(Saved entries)
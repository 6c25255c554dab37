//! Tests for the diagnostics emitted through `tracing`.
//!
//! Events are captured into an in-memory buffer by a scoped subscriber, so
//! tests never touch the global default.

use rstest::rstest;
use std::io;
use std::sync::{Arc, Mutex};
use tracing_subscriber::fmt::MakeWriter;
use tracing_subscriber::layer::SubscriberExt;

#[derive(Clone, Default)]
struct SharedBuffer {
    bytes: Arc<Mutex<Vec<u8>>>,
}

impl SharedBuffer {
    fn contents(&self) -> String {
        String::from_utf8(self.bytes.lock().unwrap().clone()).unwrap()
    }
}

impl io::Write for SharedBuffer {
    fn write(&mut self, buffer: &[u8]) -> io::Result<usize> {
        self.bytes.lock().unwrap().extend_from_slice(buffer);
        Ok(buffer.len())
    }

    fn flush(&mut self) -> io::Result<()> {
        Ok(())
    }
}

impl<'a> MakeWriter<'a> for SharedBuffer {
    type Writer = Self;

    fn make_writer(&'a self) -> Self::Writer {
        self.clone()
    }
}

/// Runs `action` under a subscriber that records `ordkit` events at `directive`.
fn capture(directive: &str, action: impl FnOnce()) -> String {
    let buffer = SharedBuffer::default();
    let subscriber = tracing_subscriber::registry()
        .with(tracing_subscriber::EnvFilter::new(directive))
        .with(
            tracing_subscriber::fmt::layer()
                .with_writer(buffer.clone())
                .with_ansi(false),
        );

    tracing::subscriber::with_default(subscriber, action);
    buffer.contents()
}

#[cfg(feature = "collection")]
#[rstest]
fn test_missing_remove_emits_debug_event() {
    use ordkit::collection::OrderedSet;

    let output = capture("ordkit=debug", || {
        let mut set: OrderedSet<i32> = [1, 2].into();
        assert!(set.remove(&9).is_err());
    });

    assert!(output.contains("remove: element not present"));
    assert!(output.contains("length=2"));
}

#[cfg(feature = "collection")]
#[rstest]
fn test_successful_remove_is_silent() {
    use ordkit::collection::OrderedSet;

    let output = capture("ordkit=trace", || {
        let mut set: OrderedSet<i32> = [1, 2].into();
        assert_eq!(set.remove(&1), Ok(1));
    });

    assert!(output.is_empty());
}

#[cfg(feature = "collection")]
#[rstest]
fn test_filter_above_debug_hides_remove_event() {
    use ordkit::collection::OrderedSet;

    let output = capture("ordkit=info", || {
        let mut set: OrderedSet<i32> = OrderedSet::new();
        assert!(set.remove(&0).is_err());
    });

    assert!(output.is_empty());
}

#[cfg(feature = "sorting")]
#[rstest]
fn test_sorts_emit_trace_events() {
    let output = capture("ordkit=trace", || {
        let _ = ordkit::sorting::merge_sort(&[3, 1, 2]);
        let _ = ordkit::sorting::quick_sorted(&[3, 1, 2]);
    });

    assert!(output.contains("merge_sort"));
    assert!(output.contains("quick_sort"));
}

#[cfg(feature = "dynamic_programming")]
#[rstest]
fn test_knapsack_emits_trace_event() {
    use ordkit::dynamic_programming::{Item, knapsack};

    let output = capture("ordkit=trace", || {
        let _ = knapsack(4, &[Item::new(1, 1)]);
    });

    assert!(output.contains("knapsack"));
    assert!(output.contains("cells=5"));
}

### Task to complete
Retype each entry exactly, missing none.

### Result of this task
repository 6c25255c554dab37
//! Tests for the diagnostics emitted through `tracing`.
//!
//! Events are captured into an in-memory buffer by a scoped subscriber, so
//! tests never touch the global default.

use rstest::rstest;
use std::io;
use std::sync::{Arc, Mutex};
use tracing_subscriber::fmt::MakeWriter;
use tracing_subscriber::layer::SubscriberExt;

#[derive(Clone, Default)]
struct SharedBuffer {
    bytes: Arc<Mutex<Vec<u8>>>,
}

impl SharedBuffer {
    fn contents(&self) -> String {
        String::from_utf8(self.bytes.lock().unwrap().clone()).unwrap()
    }
}

impl io::Write for SharedBuffer {
    fn write(&mut self, buffer: &[u8]) -> io::Result<usize> {
        self.bytes.lock().unwrap().extend_from_slice(buffer);
        Ok(buffer.len())
    }

    fn flush(&mut self) -> io::Result<()> {
        Ok(())
    }
}

impl<'a> MakeWriter<'a> for SharedBuffer {
    type Writer = Self;

    fn make_writer(&'a self) -> Self::Writer {
        self.clone()
    }
}

/// Runs `action` under a subscriber that records `ordkit` events at `directive`.
fn capture(directive: &str, action: impl FnOnce()) -> String {
    let buffer = SharedBuffer::default();
    let subscriber = tracing_subscriber::registry()
        .with(tracing_subscriber::EnvFilter::new(directive))
        .with(
            tracing_subscriber::fmt::layer()
                .with_writer(buffer.clone())
                .with_ansi(false),
        );

    tracing::subscriber::with_default(subscriber, action);
    buffer.contents()
}

#[cfg(feature = "collection")]
#[rstest]
fn test_missing_remove_emits_debug_event() {
    use ordkit::collection::OrderedSet;

    let output = capture("ordkit=debug", || {
        let mut set: OrderedSet<i32> = [1, 2].into();
        assert!(set.remove(&9).is_err());
    });

    assert!(output.contains("remove: element not present"));
    assert!(output.contains("length=2"));
}

#[cfg(feature = "collection")]
#[rstest]
fn test_successful_remove_is_silent() {
    use ordkit::collection::OrderedSet;

    let output = capture("ordkit=trace", || {
        let mut set: OrderedSet<i32> = [1, 2].into();
        assert_eq!(set.remove(&1), Ok(1));
    });

    assert!(output.is_empty());
}

#[cfg(feature = "collection")]
#[rstest]
fn test_filter_above_debug_hides_remove_event() {
    use ordkit::collection::OrderedSet;

    let output = capture("ordkit=info", || {
        let mut set: OrderedSet<i32> = OrderedSet::new();
        assert!(set.remove(&0).is_err());
    });

    assert!(output.is_empty());
}

#[cfg(feature = "sorting")]
#[rstest]
fn test_sorts_emit_trace_events() {
    let output = capture("ordkit=trace", || {
        let _ = ordkit::sorting::merge_sort(&[3, 1, 2]);
        let _ = ordkit::sorting::quick_sorted(&[3, 1, 2]);
    });

    assert!(output.contains("merge_sort"));
    assert!(output.contains("quick_sort"));
}

#[cfg(feature = "dynamic_programming")]
#[rstest]
fn test_knapsack_emits_trace_event() {
    use ordkit::dynamic_programming::{Item, knapsack};

    let output = capture("ordkit=trace", || {
        let _ = knapsack(4, &[Item::new(1, 1)]);
    });

    assert!(output.contains("knapsack"));
    assert!(output.contains("cells=5"));
}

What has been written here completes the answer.